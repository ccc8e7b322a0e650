pub mod fields;

use std::{
    sync::atomic::{AtomicU64, Ordering},
    time::Duration,
};

use futures::lock::Mutex;
use kcal_client::Client;
use kcal_model::{
    biometrics::{ActivityLevel, Sex, UnitSystem, ValidationError},
    estimate::CalorieEstimate,
};
use log::{debug, error, info};
use tokio::time;

pub use crate::fields::{Field, FormFields};

/// Length of the flip animation played before the form is cleared.
pub const RESET_TRANSITION: Duration = Duration::from_millis(800);

#[derive(Debug, thiserror::Error)]
pub enum SubmitError {
    #[error("{0} is required")]
    MissingField(Field),
    #[error("{0} is not a number")]
    InvalidNumber(Field),
    #[error(transparent)]
    Invalid(#[from] ValidationError),
    #[error("could not get an estimate: {0}")]
    Estimate(#[from] kcal_client::Error),
    #[error("superseded by a newer request")]
    Superseded,
}

#[derive(Clone, Copy, Debug, PartialEq)]
pub enum View {
    Input,
    Result(CalorieEstimate),
}

struct State {
    fields: FormFields,
    view: View,
}

impl Default for State {
    fn default() -> Self {
        Self {
            fields: FormFields::default(),
            view: View::Input,
        }
    }
}

/// Collects biometrics and shows the estimate returned by the calculation
/// service.
///
/// Each `submit` and `reset` takes a fresh request token. Only the holder of
/// the latest token may change the view, so a slow response can never
/// overwrite the outcome of a newer operation.
pub struct Form {
    client: Box<dyn Client>,
    state: Mutex<State>,
    token: AtomicU64,
    reset_delay: Duration,
}

impl Form {
    pub fn new(client: Box<dyn Client>) -> Self {
        Self::with_reset_delay(client, RESET_TRANSITION)
    }

    pub fn with_reset_delay(client: Box<dyn Client>, reset_delay: Duration) -> Self {
        Self {
            client,
            state: Mutex::new(State::default()),
            token: AtomicU64::new(0),
            reset_delay,
        }
    }

    pub fn set_age(&mut self, age: impl Into<String>) {
        self.state.get_mut().fields.age = age.into();
    }

    pub fn set_weight(&mut self, weight: impl Into<String>) {
        self.state.get_mut().fields.weight = weight.into();
    }

    pub fn set_height(&mut self, height: impl Into<String>) {
        self.state.get_mut().fields.height = height.into();
    }

    pub fn set_sex(&mut self, sex: Sex) {
        self.state.get_mut().fields.sex = sex;
    }

    pub fn set_unit_system(&mut self, unit_system: UnitSystem) {
        self.state.get_mut().fields.unit_system = unit_system;
    }

    pub fn set_activity(&mut self, activity: ActivityLevel) {
        self.state.get_mut().fields.activity = activity;
    }

    pub async fn fields(&self) -> FormFields {
        self.state.lock().await.fields.clone()
    }

    pub async fn view(&self) -> View {
        self.state.lock().await.view
    }

    fn next_token(&self) -> u64 {
        self.token.fetch_add(1, Ordering::SeqCst) + 1
    }

    fn is_current(&self, token: u64) -> bool {
        self.token.load(Ordering::SeqCst) == token
    }

    pub async fn submit(&self) -> Result<CalorieEstimate, SubmitError> {
        let input = self.state.lock().await.fields.to_input().map_err(|e| {
            debug!("Submission blocked: {}", e);
            e
        })?;

        let token = self.next_token();
        info!(
            "Requesting estimate #{} ({}, {}, activity {})",
            token,
            input.unit_system(),
            input.sex(),
            input.activity()
        );
        let result = self.client.estimate(&input).await;

        let mut state = self.state.lock().await;
        if !self.is_current(token) {
            match &result {
                Ok(_) => debug!("Discarding response to superseded request #{}", token),
                Err(e) => error!("Superseded request #{} failed: {}", token, e),
            }
            return Err(SubmitError::Superseded);
        }

        match result {
            Ok(estimate) => {
                info!("Estimated {} kcal/day", estimate.total_calories);
                state.view = View::Result(estimate);
                Ok(estimate)
            }
            Err(e) => {
                error!("Failed to get estimate: {}", e);
                Err(e.into())
            }
        }
    }

    /// Clears the form once the transition has played. Any request still in
    /// flight is discarded. A submission started during the transition takes
    /// over, and the form is left as that submission leaves it.
    pub async fn reset(&self) {
        let token = self.next_token();
        debug!("Resetting form (token #{})", token);
        time::sleep(self.reset_delay).await;

        let mut state = self.state.lock().await;
        if !self.is_current(token) {
            debug!("Reset #{} superseded by a newer submission", token);
            return;
        }
        *state = State::default();
        info!("Form reset");
    }
}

##############################

## PROBLEM REQUIREMENTS
Your task is to repeat every entry exactly.

## EXERCISE SOLUTION
repository ccc8e7b322a0e650
pub mod fields;

use std::{
    sync::atomic::{AtomicU64, Ordering},
    time::Duration,
};

use futures::lock::Mutex;
use kcal_client::Client;
use kcal_model::{
    biometrics::{ActivityLevel, Sex, UnitSystem, ValidationError},
    estimate::CalorieEstimate,
};
use log::{debug, error, info};
use tokio::time;

pub use crate::fields::{Field, FormFields};

/// Length of the flip animation played before the form is cleared.
pub const RESET_TRANSITION: Duration = Duration::from_millis(800);

#[derive(Debug, thiserror::Error)]
pub enum SubmitError {
    #[error("{0} is required")]
    MissingField(Field),
    #[error("{0} is not a number")]
    InvalidNumber(Field),
    #[error(transparent)]
    Invalid(#[from] ValidationError),
    #[error("could not get an estimate: {0}")]
    Estimate(#[from] kcal_client::Error),
    #[error("superseded by a newer request")]
    Superseded,
}

#[derive(Clone, Copy, Debug, PartialEq)]
pub enum View {
    Input,
    Result(CalorieEstimate),
}

struct State {
    fields: FormFields,
    view: View,
}

impl Default for State {
    fn default() -> Self {
        Self {
            fields: FormFields::default(),
            view: View::Input,
        }
    }
}

/// Collects biometrics and shows the estimate returned by the calculation
/// service.
///
/// Each `submit` and `reset` takes a fresh request token. Only the holder of
/// the latest token may change the view, so a slow response can never
/// overwrite the outcome of a newer operation.
pub struct Form {
    client: Box<dyn Client>,
    state: Mutex<State>,
    token: AtomicU64,
    reset_delay: Duration,
}

impl Form {
    pub fn new(client: Box<dyn Client>) -> Self {
        Self::with_reset_delay(client, RESET_TRANSITION)
    }

    pub fn with_reset_delay(client: Box<dyn Client>, reset_delay: Duration) -> Self {
        Self {
            client,
            state: Mutex::new(State::default()),
            token: AtomicU64::new(0),
            reset_delay,
        }
    }

    pub fn set_age(&mut self, age: impl Into<String>) {
        self.state.get_mut().fields.age = age.into();
    }

    pub fn set_weight(&mut self, weight: impl Into<String>) {
        self.state.get_mut().fields.weight = weight.into();
    }

    pub fn set_height(&mut self, height: impl Into<String>) {
        self.state.get_mut().fields.height = height.into();
    }

    pub fn set_sex(&mut self, sex: Sex) {
        self.state.get_mut().fields.sex = sex;
    }

    pub fn set_unit_system(&mut self, unit_system: UnitSystem) {
        self.state.get_mut().fields.unit_system = unit_system;
    }

    pub fn set_activity(&mut self, activity: ActivityLevel) {
        self.state.get_mut().fields.activity = activity;
    }

    pub async fn fields(&self) -> FormFields {
        self.state.lock().await.fields.clone()
    }

    pub async fn view(&self) -> View {
        self.state.lock().await.view
    }

    fn next_token(&self) -> u64 {
        self.token.fetch_add(1, Ordering::SeqCst) + 1
    }

    fn is_current(&self, token: u64) -> bool {
        self.token.load(Ordering::SeqCst) == token
    }

    pub async fn submit(&self) -> Result<CalorieEstimate, SubmitError> {
        let input = self.state.lock().await.fields.to_input().map_err(|e| {
            debug!("Submission blocked: {}", e);
            e
        })?;

        let token = self.next_token();
        info!(
            "Requesting estimate #{} ({}, {}, activity {})",
            token,
            input.unit_system(),
            input.sex(),
            input.activity()
        );
        let result = self.client.estimate(&input).await;

        let mut state = self.state.lock().await;
        if !self.is_current(token) {
            match &result {
                Ok(_) => debug!("Discarding response to superseded request #{}", token),
                Err(e) => error!("Superseded request #{} failed: {}", token, e),
            }
            return Err(SubmitError::Superseded);
        }

        match result {
            Ok(estimate) => {
                info!("Estimated {} kcal/day", estimate.total_calories);
                state.view = View::Result(estimate);
                Ok(estimate)
            }
            Err(e) => {
                error!("Failed to get estimate: {}", e);
                Err(e.into())
            }
        }
    }

    /// Clears the form once the transition has played. Any request still in
    /// flight is discarded. A submission started during the transition takes
    /// over, and the form is left as that submission leaves it.
    pub async fn reset(&self) {
        let token = self.next_token();
        debug!("Resetting form (token #{})", token);
        time::sleep(self.reset_delay).await;

        let mut state = self.state.lock().await;
        if !self.is_current(token) {
            debug!("Reset #{} superseded by a newer submission", token);
            return;
        }
        *state = State::default();
        info!("Form reset");
    }
}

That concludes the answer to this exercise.